Encerrando sua fala, o jovem reiterou o papel das diferentes instituições e da sociedade civil na construção conjunta de soluções. “Nenhuma política do socioeducativo vai funcionar se não houver integração entre saúde, educação, Justiça e sociedade civil. É um trabalho coletivo. Por isso, a gente sempre vai insistir: precisamos estar nesses espaços de decisão, porque é lá que o futuro começa a ser construído”, concluiu.

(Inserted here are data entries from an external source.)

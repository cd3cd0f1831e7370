//! Integration tests for the prover pipeline

use hilbert::{
    parse_axioms, parse_formula, verify_history, ParseLimits, ProofMethod, ProofOutcome, Prover,
    ProverConfig, ProverError, Provenance,
};

const HILBERT_KS: &str = "\
# K
(A => (B => A))
# S
((A => (B => C)) => ((A => B) => (A => C)))
";

fn prove(goal: &str, axioms: &str, config: ProverConfig) -> (ProofOutcome, Prover, String) {
    let templates = parse_axioms(axioms, config.parse_limits()).unwrap();
    let mut prover = Prover::new(parse_formula(goal).unwrap(), config);
    let mut out = Vec::new();
    prover.write_terms(&mut out).unwrap();
    let outcome = prover.prove(&templates, &mut out).unwrap();
    (outcome, prover, String::from_utf8(out).unwrap())
}

#[test]
fn test_identity_from_k_and_s() {
    let (outcome, prover, out) = prove("(A => A)", HILBERT_KS, ProverConfig::default());
    assert!(outcome.is_proved(), "expected proof, got {:?}", outcome);

    let terms: Vec<String> = prover.terms().iter().map(|t| t.to_string()).collect();
    assert_eq!(terms, vec!["A", "(A => A)"]);
    assert!(out.starts_with("TERMS:\n    A\n    (A => A)\n\nGOAL FOUND!\n"));

    let history = prover.history().expect("history recorded");
    verify_history(prover.pool(), history).expect("history verification failed");
    assert_eq!(history.inference_count(prover.pool()), 2);

    // Both schemas are used
    let templates: Vec<String> = history
        .steps()
        .iter()
        .filter_map(|&id| match &prover.pool().fact(id).provenance {
            Provenance::Axiom { template, .. } => Some(template.to_string()),
            _ => None,
        })
        .collect();
    assert!(templates.contains(&"(A => (B => A))".to_string()));
    assert!(templates.contains(&"((A => (B => C)) => ((A => B) => (A => C)))".to_string()));
}

#[test]
fn test_k_alone_cannot_prove_identity() {
    let (outcome, prover, out) = prove("(p => p)", "(A => (B => A))\n", ProverConfig::default());
    assert_eq!(outcome, ProofOutcome::Unproved);
    assert!(prover.history().is_none());
    assert!(!out.contains("GOAL FOUND!"));
    // Four K instances over {p, (p => p)}, nothing derivable
    assert_eq!(prover.pool().len(), 4);
}

#[test]
fn test_k_alone_with_backward_search() {
    let mut config = ProverConfig::default();
    config.backward_search = true;
    let (outcome, prover, out) = prove("(p => p)", "(A => (B => A))\n", config);
    match outcome {
        ProofOutcome::Proved {
            method: ProofMethod::Backward,
            fact,
        } => {
            assert_eq!(prover.pool().fact(fact).provenance, Provenance::Deduction);
        }
        other => panic!("Expected backward proof, got {:?}", other),
    }
    assert!(out.ends_with("DEDUCTED (p => p)\n"));
}

#[test]
fn test_no_axioms() {
    let (outcome, prover, out) = prove("Q", "", ProverConfig::default());
    assert_eq!(outcome, ProofOutcome::Unproved);
    assert!(prover.pool().is_empty());
    assert_eq!(out, "TERMS:\n    Q\n\n");
}

#[test]
fn test_no_axioms_backward_cannot_prove_atom() {
    let mut config = ProverConfig::default();
    config.backward_search = true;
    let (outcome, _, _) = prove("Q", "# nothing here\n", config);
    assert_eq!(outcome, ProofOutcome::Unproved);
}

#[test]
fn test_history_can_be_suppressed() {
    let mut config = ProverConfig::default();
    config.print_history = false;
    let (outcome, prover, out) = prove("(A => A)", HILBERT_KS, config);
    assert!(outcome.is_proved());
    assert!(prover.history().is_some());
    assert!(out.ends_with("GOAL FOUND!\n"));
}

#[test]
fn test_pass_limit_stops_search() {
    let mut config = ProverConfig::default();
    config.max_passes = 1;
    let (outcome, _, _) = prove("(A => A)", HILBERT_KS, config);
    assert_eq!(outcome, ProofOutcome::Unproved);
}

#[test]
fn test_capacity_is_an_error() {
    let mut config = ProverConfig::default();
    config.max_facts = 3;
    let templates = parse_axioms(HILBERT_KS, config.parse_limits()).unwrap();
    let mut prover = Prover::new(parse_formula("(A => A)").unwrap(), config);
    let err = prover.prove(&templates, &mut Vec::new()).unwrap_err();
    assert!(matches!(err, ProverError::CapacityExceeded { limit: 3 }));
}

#[test]
fn test_axiom_file_error_reports_line() {
    let err = parse_axioms("# K\n(A => (B => A))\n(A => B\n", ParseLimits::default()).unwrap_err();
    match err {
        ProverError::AxiomLine { line, .. } => assert_eq!(line, 3),
        other => panic!("Expected AxiomLine error, got {:?}", other),
    }
}

#[test]
fn test_json_summary() {
    let (_, prover, _) = prove("(A => A)", HILBERT_KS, ProverConfig::default());
    let json = serde_json::to_value(prover.to_json()).unwrap();
    assert_eq!(json["goal"], "(A => A)");
    assert_eq!(json["proved"], true);
    let steps = json["steps"].as_array().unwrap();
    assert_eq!(steps.last().unwrap()["rule"], "modus_ponens");
    assert_eq!(steps.last().unwrap()["formula"], "(A => A)");
}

O encontro reuniu representantes do sistema de Justiça, órgãos do Executivo, como Saúde e Desenvolvimento Social, Ministério Público, Defensoria Pública, universidades e entidades da sociedade civil, entre outros.
Paineis
Nesta terça-feira (14), dois paineis foram realizados durante a programação do encontro. O primeiro abordou os 'Desafios no Atendimento Socioeducativo', com a participação da psicanalista, coordenadora do Laboratório do CIEN Goiás e membro da Escola Brasileira de Psicanálise e da Associação Mundial de Psicanálise, Ceres Lêda Rúbio; da superintendente do Sistema Socioeducativo da Secretaria de Estado de Desenvolvimento Social (Seds), Samira Jorge; e da também psicanalista e membro da Escola Brasileira de Psicanálise e da Associação Mundial de Psicanálise, Cristiane Barreto; além de mediação da subcoordenadora da Atenção à Saúde no Socioeducativo da Secretaria de Estado da Saúde, Juliana Chagas.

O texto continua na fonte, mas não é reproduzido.